WHAT IS EXPECTED: When you reach the line containing "warned about once." in the entries below, start writing out each line exactly, and stop after the line containing "let numeric_id = country::numeric_id(&country);".

ENTRIES SHOWN:
==========

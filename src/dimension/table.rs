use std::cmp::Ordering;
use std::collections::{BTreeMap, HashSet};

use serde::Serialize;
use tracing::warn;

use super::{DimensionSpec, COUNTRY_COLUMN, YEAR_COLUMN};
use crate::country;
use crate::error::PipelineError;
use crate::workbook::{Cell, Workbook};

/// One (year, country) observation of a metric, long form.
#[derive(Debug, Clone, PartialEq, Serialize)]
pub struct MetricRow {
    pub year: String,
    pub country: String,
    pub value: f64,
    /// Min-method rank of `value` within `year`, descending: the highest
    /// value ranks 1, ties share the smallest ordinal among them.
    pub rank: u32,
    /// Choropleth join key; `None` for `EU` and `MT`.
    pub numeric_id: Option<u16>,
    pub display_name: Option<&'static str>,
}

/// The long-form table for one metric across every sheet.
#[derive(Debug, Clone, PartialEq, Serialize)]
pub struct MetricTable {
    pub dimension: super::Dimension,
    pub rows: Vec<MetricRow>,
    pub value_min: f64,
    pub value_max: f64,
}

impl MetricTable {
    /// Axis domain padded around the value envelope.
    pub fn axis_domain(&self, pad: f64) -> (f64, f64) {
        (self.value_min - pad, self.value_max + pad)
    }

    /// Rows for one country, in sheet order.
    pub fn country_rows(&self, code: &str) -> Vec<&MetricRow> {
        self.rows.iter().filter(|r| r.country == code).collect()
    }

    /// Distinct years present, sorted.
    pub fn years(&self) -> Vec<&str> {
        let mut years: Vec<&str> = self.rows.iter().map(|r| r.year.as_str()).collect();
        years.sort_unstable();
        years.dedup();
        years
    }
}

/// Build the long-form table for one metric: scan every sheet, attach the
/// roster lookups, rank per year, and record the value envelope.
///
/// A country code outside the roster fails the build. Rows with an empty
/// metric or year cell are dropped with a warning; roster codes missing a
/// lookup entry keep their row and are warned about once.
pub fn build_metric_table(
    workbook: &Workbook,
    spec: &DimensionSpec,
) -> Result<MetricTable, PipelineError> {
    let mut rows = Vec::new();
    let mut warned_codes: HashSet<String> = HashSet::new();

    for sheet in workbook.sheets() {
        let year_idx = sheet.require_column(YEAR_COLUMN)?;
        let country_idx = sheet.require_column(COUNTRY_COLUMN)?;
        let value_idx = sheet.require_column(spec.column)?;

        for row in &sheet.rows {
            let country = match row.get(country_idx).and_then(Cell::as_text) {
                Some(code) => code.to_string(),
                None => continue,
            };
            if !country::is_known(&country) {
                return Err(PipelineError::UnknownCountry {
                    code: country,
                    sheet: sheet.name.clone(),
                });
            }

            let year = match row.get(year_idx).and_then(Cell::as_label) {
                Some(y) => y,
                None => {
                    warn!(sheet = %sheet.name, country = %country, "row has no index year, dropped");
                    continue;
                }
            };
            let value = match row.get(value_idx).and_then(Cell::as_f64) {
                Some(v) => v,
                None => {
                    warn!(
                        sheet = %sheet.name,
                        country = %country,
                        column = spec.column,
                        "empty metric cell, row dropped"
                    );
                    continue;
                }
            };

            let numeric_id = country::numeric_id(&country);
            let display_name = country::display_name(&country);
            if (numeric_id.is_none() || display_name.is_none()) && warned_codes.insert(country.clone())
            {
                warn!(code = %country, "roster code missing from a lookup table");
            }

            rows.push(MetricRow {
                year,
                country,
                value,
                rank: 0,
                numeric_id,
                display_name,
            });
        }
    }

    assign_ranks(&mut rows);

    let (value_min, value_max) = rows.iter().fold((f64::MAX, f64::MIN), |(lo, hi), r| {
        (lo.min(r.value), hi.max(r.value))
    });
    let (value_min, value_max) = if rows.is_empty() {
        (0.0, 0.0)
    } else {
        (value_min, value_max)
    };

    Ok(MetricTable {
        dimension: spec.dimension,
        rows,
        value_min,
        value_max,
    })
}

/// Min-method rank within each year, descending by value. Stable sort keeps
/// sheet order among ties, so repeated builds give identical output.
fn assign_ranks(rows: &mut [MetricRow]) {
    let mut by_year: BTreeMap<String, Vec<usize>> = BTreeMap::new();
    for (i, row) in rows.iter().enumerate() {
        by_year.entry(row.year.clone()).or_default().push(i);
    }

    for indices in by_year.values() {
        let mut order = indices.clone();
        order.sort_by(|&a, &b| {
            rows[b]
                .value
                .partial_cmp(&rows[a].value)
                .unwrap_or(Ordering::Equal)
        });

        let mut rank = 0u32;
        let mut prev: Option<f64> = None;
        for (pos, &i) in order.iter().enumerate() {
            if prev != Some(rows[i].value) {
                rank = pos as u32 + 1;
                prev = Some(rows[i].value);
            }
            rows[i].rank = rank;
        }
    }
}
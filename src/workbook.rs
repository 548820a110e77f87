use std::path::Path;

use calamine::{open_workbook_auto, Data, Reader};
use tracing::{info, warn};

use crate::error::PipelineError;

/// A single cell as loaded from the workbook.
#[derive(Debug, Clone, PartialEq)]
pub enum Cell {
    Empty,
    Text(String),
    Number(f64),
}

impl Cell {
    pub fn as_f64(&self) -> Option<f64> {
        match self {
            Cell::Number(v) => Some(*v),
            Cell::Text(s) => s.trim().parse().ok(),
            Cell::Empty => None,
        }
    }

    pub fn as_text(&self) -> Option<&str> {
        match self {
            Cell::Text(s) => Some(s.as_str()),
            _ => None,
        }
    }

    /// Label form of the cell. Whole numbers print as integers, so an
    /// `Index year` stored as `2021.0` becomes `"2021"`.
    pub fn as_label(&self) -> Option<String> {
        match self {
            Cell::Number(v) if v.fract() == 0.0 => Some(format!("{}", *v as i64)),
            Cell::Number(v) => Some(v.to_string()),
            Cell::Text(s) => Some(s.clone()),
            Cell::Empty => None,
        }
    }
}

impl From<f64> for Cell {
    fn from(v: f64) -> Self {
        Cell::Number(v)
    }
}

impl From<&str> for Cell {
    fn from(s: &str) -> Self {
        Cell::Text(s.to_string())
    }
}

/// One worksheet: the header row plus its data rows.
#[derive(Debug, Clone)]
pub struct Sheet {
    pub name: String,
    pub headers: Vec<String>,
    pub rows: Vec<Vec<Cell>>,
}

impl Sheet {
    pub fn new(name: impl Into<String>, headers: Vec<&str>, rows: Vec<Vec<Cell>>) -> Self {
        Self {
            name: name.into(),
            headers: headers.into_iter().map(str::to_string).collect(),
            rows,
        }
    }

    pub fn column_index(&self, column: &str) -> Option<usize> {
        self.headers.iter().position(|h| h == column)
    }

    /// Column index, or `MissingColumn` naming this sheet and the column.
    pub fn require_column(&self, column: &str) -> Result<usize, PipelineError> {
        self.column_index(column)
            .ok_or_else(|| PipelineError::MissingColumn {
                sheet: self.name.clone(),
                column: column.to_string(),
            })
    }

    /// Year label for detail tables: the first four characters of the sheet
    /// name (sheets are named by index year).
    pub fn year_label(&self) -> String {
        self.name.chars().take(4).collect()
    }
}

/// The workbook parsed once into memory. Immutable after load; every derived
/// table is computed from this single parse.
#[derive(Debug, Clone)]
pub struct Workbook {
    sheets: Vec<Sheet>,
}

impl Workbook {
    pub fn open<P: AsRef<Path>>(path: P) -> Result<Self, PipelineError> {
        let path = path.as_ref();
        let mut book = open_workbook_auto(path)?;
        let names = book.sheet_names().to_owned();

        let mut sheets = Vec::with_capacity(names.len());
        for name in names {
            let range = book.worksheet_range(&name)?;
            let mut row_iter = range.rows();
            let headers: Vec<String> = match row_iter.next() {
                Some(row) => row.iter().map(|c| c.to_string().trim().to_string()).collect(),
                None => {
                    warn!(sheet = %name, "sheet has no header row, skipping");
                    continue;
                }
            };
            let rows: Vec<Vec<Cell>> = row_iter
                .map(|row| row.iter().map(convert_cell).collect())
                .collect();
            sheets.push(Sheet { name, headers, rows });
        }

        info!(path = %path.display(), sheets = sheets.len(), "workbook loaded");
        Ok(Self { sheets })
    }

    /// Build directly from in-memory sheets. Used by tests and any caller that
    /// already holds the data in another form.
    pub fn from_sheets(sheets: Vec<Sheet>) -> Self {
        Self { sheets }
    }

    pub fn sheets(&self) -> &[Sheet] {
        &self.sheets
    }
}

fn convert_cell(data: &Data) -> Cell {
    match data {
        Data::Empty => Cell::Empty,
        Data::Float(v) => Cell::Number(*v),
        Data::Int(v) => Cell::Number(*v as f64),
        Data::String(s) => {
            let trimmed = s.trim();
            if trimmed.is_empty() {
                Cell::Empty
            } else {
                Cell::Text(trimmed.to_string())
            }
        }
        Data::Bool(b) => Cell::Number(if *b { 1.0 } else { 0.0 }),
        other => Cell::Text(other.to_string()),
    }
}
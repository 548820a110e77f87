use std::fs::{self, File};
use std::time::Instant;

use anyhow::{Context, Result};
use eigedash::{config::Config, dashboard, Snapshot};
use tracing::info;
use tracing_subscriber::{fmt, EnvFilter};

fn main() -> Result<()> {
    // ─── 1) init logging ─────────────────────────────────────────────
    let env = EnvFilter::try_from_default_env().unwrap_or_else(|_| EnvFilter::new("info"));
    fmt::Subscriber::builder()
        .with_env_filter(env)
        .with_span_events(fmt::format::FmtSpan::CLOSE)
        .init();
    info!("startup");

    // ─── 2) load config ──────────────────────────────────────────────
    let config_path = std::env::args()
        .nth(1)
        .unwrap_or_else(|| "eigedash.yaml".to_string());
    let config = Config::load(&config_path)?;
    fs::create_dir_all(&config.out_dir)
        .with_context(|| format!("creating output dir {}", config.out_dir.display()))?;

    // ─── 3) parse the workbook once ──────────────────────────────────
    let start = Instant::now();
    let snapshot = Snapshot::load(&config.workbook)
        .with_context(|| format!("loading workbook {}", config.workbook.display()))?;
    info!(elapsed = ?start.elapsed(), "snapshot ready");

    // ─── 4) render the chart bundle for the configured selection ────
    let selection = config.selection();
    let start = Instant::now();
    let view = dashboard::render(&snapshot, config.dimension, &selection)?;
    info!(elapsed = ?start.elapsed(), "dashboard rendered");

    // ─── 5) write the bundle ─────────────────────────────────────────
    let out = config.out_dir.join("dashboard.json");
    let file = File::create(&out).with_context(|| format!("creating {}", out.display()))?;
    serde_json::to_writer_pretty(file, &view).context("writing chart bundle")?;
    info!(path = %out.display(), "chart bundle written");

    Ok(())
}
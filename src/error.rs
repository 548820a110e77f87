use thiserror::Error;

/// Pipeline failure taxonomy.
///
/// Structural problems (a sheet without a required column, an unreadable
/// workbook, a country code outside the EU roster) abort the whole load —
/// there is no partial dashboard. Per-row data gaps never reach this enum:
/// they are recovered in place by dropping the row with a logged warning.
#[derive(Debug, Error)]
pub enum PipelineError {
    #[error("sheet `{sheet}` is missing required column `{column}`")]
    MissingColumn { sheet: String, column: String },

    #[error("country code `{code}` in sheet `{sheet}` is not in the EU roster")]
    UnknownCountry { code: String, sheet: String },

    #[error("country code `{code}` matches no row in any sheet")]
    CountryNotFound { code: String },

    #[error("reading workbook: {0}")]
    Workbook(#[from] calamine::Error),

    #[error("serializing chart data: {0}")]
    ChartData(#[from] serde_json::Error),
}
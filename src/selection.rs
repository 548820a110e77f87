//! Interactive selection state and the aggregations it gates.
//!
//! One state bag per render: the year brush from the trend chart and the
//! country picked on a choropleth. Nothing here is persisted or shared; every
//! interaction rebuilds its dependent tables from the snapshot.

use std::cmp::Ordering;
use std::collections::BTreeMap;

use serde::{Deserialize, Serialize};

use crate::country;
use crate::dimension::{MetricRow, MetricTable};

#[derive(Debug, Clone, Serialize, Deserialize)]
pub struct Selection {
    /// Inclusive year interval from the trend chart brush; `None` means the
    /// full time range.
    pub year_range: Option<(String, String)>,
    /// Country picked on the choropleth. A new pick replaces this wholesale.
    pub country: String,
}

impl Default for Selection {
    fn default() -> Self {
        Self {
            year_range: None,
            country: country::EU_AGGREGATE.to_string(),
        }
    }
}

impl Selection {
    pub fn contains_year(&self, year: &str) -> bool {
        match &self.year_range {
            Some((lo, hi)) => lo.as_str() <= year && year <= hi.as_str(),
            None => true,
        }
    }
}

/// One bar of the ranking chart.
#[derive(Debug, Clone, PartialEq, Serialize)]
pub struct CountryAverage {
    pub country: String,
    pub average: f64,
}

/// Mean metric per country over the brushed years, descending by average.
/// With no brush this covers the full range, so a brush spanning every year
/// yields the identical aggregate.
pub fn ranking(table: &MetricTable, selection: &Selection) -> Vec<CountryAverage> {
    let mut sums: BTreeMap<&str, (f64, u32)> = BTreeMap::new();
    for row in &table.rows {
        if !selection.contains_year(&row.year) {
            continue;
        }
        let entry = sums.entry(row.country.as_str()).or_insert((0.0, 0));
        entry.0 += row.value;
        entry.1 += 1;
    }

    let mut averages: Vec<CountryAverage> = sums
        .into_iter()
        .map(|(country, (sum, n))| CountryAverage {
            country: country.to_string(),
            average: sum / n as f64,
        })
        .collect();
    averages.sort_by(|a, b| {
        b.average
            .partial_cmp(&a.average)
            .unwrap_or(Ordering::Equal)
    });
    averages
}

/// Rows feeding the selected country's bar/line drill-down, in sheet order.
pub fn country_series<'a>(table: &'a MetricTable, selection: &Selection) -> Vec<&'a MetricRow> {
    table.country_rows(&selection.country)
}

==========

WRITTEN RESPONSE:
/// lookup entry keep their row and are warned about once.
pub fn build_metric_table(
    workbook: &Workbook,
    spec: &DimensionSpec,
) -> Result<MetricTable, PipelineError> {
    let mut rows = Vec::new();
    let mut warned_codes: HashSet<String> = HashSet::new();

    for sheet in workbook.sheets() {
        let year_idx = sheet.require_column(YEAR_COLUMN)?;
        let country_idx = sheet.require_column(COUNTRY_COLUMN)?;
        let value_idx = sheet.require_column(spec.column)?;

        for row in &sheet.rows {
            let country = match row.get(country_idx).and_then(Cell::as_text) {
                Some(code) => code.to_string(),
                None => continue,
            };
            if !country::is_known(&country) {
                return Err(PipelineError::UnknownCountry {
                    code: country,
                    sheet: sheet.name.clone(),
                });
            }

            let year = match row.get(year_idx).and_then(Cell::as_label) {
                Some(y) => y,
                None => {
                    warn!(sheet = %sheet.name, country = %country, "row has no index year, dropped");
                    continue;
                }
            };
            let value = match row.get(value_idx).and_then(Cell::as_f64) {
                Some(v) => v,
                None => {
                    warn!(
                        sheet = %sheet.name,
                        country = %country,
                        column = spec.column,
                        "empty metric cell, row dropped"
                    );
                    continue;
                }
            };

            let numeric_id = country::numeric_id(&country);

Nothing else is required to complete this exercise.